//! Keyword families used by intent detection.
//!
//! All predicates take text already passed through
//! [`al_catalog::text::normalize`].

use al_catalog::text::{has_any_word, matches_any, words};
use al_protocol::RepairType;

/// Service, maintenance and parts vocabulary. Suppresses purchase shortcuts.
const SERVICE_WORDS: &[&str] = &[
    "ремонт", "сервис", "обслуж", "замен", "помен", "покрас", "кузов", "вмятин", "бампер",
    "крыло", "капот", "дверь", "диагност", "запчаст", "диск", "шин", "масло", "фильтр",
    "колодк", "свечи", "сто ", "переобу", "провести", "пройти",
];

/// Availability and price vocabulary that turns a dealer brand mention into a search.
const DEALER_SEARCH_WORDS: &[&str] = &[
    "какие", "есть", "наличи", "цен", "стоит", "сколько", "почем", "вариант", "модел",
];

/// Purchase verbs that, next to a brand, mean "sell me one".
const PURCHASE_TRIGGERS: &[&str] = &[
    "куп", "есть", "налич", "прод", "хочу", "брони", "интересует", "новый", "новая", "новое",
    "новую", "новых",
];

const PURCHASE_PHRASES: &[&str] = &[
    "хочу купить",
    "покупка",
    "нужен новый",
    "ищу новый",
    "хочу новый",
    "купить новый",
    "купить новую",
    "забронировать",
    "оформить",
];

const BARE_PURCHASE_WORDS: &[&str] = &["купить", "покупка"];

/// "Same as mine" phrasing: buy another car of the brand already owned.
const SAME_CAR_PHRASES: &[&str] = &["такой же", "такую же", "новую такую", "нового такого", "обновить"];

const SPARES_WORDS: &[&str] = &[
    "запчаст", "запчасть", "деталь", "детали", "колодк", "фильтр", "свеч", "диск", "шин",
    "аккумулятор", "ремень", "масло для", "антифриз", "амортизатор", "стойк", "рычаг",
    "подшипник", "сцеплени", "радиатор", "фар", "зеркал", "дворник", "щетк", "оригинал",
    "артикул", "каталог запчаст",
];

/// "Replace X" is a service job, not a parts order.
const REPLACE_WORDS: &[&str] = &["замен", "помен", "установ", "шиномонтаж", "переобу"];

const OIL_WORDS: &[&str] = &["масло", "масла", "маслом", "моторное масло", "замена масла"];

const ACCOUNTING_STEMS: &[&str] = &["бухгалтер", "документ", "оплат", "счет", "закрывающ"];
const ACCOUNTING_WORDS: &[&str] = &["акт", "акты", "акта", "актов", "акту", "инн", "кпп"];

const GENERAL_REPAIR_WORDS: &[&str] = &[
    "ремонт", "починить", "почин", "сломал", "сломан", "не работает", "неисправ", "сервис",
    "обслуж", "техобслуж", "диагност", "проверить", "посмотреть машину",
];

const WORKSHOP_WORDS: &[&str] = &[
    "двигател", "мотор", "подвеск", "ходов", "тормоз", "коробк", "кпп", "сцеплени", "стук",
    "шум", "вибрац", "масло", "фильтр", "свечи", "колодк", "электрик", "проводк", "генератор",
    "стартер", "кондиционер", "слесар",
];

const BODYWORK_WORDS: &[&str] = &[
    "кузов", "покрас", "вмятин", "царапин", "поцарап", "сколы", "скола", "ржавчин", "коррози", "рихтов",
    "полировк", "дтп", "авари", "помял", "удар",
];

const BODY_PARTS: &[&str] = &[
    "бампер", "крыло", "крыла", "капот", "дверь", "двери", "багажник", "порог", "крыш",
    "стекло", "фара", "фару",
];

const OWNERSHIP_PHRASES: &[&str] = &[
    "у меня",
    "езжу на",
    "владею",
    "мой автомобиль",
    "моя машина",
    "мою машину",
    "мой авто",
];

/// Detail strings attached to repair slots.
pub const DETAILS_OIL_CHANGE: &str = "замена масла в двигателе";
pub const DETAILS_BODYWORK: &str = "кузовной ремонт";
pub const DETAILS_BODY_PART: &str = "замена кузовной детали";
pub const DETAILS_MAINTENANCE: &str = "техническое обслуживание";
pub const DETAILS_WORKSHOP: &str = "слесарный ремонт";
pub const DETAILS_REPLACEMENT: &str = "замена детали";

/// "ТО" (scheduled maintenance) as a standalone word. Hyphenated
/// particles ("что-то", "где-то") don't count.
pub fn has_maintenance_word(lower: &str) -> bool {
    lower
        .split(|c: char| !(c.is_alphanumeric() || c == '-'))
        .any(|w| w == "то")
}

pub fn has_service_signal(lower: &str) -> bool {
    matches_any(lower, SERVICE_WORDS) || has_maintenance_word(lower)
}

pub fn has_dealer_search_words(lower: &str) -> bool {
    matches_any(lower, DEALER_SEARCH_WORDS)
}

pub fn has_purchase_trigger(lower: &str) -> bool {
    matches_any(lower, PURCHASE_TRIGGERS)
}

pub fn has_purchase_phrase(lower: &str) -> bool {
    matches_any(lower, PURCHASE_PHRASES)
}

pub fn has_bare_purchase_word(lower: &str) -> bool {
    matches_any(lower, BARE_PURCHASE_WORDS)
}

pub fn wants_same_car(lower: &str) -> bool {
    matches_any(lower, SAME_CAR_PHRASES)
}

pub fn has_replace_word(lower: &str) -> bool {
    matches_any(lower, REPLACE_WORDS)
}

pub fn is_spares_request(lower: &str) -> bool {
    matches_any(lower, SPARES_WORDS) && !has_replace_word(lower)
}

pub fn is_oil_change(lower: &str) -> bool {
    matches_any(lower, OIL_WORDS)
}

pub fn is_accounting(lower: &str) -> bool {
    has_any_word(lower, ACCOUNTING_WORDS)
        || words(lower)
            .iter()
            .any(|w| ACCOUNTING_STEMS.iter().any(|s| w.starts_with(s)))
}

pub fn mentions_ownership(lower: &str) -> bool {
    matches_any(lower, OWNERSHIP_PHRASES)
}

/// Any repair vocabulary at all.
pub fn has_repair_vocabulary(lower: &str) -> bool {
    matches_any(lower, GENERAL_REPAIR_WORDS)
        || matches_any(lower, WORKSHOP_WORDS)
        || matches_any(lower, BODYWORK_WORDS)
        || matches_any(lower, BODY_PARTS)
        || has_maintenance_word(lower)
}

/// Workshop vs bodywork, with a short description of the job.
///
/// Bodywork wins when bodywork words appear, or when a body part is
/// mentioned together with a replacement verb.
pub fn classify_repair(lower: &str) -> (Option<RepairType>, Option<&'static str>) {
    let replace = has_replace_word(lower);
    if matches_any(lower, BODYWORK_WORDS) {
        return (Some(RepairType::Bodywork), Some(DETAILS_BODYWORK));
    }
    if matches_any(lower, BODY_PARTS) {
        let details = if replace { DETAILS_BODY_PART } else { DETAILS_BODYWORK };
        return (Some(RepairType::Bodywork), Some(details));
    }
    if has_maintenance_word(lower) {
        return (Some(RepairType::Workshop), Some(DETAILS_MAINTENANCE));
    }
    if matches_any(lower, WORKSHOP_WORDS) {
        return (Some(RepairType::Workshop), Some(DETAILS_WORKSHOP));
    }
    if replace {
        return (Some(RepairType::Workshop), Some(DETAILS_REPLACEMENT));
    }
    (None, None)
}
○ ○ ○ ○ ○ ○ ○
Work request: Since the material above must be kept intact, output it exactly as it is.

Task result:
//! Keyword families used by intent detection.
//!
//! All predicates take text already passed through
//! [`al_catalog::text::normalize`].

use al_catalog::text::{has_any_word, matches_any, words};
use al_protocol::RepairType;

/// Service, maintenance and parts vocabulary. Suppresses purchase shortcuts.
const SERVICE_WORDS: &[&str] = &[
    "ремонт", "сервис", "обслуж", "замен", "помен", "покрас", "кузов", "вмятин", "бампер",
    "крыло", "капот", "дверь", "диагност", "запчаст", "диск", "шин", "масло", "фильтр",
    "колодк", "свечи", "сто ", "переобу", "провести", "пройти",
];

/// Availability and price vocabulary that turns a dealer brand mention into a search.
const DEALER_SEARCH_WORDS: &[&str] = &[
    "какие", "есть", "наличи", "цен", "стоит", "сколько", "почем", "вариант", "модел",
];

/// Purchase verbs that, next to a brand, mean "sell me one".
const PURCHASE_TRIGGERS: &[&str] = &[
    "куп", "есть", "налич", "прод", "хочу", "брони", "интересует", "новый", "новая", "новое",
    "новую", "новых",
];

const PURCHASE_PHRASES: &[&str] = &[
    "хочу купить",
    "покупка",
    "нужен новый",
    "ищу новый",
    "хочу новый",
    "купить новый",
    "купить новую",
    "забронировать",
    "оформить",
];

const BARE_PURCHASE_WORDS: &[&str] = &["купить", "покупка"];

/// "Same as mine" phrasing: buy another car of the brand already owned.
const SAME_CAR_PHRASES: &[&str] = &["такой же", "такую же", "новую такую", "нового такого", "обновить"];

const SPARES_WORDS: &[&str] = &[
    "запчаст", "запчасть", "деталь", "детали", "колодк", "фильтр", "свеч", "диск", "шин",
    "аккумулятор", "ремень", "масло для", "антифриз", "амортизатор", "стойк", "рычаг",
    "подшипник", "сцеплени", "радиатор", "фар", "зеркал", "дворник", "щетк", "оригинал",
    "артикул", "каталог запчаст",
];

/// "Replace X" is a service job, not a parts order.
const REPLACE_WORDS: &[&str] = &["замен", "помен", "установ", "шиномонтаж", "переобу"];

const OIL_WORDS: &[&str] = &["масло", "масла", "маслом", "моторное масло", "замена масла"];

const ACCOUNTING_STEMS: &[&str] = &["бухгалтер", "документ", "оплат", "счет", "закрывающ"];
const ACCOUNTING_WORDS: &[&str] = &["акт", "акты", "акта", "актов", "акту", "инн", "кпп"];

const GENERAL_REPAIR_WORDS: &[&str] = &[
    "ремонт", "починить", "почин", "сломал", "сломан", "не работает", "неисправ", "сервис",
    "обслуж", "техобслуж", "диагност", "проверить", "посмотреть машину",
];

const WORKSHOP_WORDS: &[&str] = &[
    "двигател", "мотор", "подвеск", "ходов", "тормоз", "коробк", "кпп", "сцеплени", "стук",
    "шум", "вибрац", "масло", "фильтр", "свечи", "колодк", "электрик", "проводк", "генератор",
    "стартер", "кондиционер", "слесар",
];

const BODYWORK_WORDS: &[&str] = &[
    "кузов", "покрас", "вмятин", "царапин", "поцарап", "сколы", "скола", "ржавчин", "коррози", "рихтов",
    "полировк", "дтп", "авари", "помял", "удар",
];

const BODY_PARTS: &[&str] = &[
    "бампер", "крыло", "крыла", "капот", "дверь", "двери", "багажник", "порог", "крыш",
    "стекло", "фара", "фару",
];

const OWNERSHIP_PHRASES: &[&str] = &[
    "у меня",
    "езжу на",
    "владею",
    "мой автомобиль",
    "моя машина",
    "мою машину",
    "мой авто",
];

/// Detail strings attached to repair slots.
pub const DETAILS_OIL_CHANGE: &str = "замена масла в двигателе";
pub const DETAILS_BODYWORK: &str = "кузовной ремонт";
pub const DETAILS_BODY_PART: &str = "замена кузовной детали";
pub const DETAILS_MAINTENANCE: &str = "техническое обслуживание";
pub const DETAILS_WORKSHOP: &str = "слесарный ремонт";
pub const DETAILS_REPLACEMENT: &str = "замена детали";

/// "ТО" (scheduled maintenance) as a standalone word. Hyphenated
/// particles ("что-то", "где-то") don't count.
pub fn has_maintenance_word(lower: &str) -> bool {
    lower
        .split(|c: char| !(c.is_alphanumeric() || c == '-'))
        .any(|w| w == "то")
}

pub fn has_service_signal(lower: &str) -> bool {
    matches_any(lower, SERVICE_WORDS) || has_maintenance_word(lower)
}

pub fn has_dealer_search_words(lower: &str) -> bool {
    matches_any(lower, DEALER_SEARCH_WORDS)
}

pub fn has_purchase_trigger(lower: &str) -> bool {
    matches_any(lower, PURCHASE_TRIGGERS)
}

pub fn has_purchase_phrase(lower: &str) -> bool {
    matches_any(lower, PURCHASE_PHRASES)
}

pub fn has_bare_purchase_word(lower: &str) -> bool {
    matches_any(lower, BARE_PURCHASE_WORDS)
}

pub fn wants_same_car(lower: &str) -> bool {
    matches_any(lower, SAME_CAR_PHRASES)
}

pub fn has_replace_word(lower: &str) -> bool {
    matches_any(lower, REPLACE_WORDS)
}

pub fn is_spares_request(lower: &str) -> bool {
    matches_any(lower, SPARES_WORDS) && !has_replace_word(lower)
}

pub fn is_oil_change(lower: &str) -> bool {
    matches_any(lower, OIL_WORDS)
}

pub fn is_accounting(lower: &str) -> bool {
    has_any_word(lower, ACCOUNTING_WORDS)
        || words(lower)
            .iter()
            .any(|w| ACCOUNTING_STEMS.iter().any(|s| w.starts_with(s)))
}

pub fn mentions_ownership(lower: &str) -> bool {
    matches_any(lower, OWNERSHIP_PHRASES)
}

/// Any repair vocabulary at all.
pub fn has_repair_vocabulary(lower: &str) -> bool {
    matches_any(lower, GENERAL_REPAIR_WORDS)
        || matches_any(lower, WORKSHOP_WORDS)
        || matches_any(lower, BODYWORK_WORDS)
        || matches_any(lower, BODY_PARTS)
        || has_maintenance_word(lower)
}

/// Workshop vs bodywork, with a short description of the job.
///
/// Bodywork wins when bodywork words appear, or when a body part is
/// mentioned together with a replacement verb.
pub fn classify_repair(lower: &str) -> (Option<RepairType>, Option<&'static str>) {
    let replace = has_replace_word(lower);
    if matches_any(lower, BODYWORK_WORDS) {
        return (Some(RepairType::Bodywork), Some(DETAILS_BODYWORK));
    }
    if matches_any(lower, BODY_PARTS) {
        let details = if replace { DETAILS_BODY_PART } else { DETAILS_BODYWORK };
        return (Some(RepairType::Bodywork), Some(details));
    }
    if has_maintenance_word(lower) {
        return (Some(RepairType::Workshop), Some(DETAILS_MAINTENANCE));
    }
    if matches_any(lower, WORKSHOP_WORDS) {
        return (Some(RepairType::Workshop), Some(DETAILS_WORKSHOP));
    }
    if replace {
        return (Some(RepairType::Workshop), Some(DETAILS_REPLACEMENT));
    }
    (None, None)
}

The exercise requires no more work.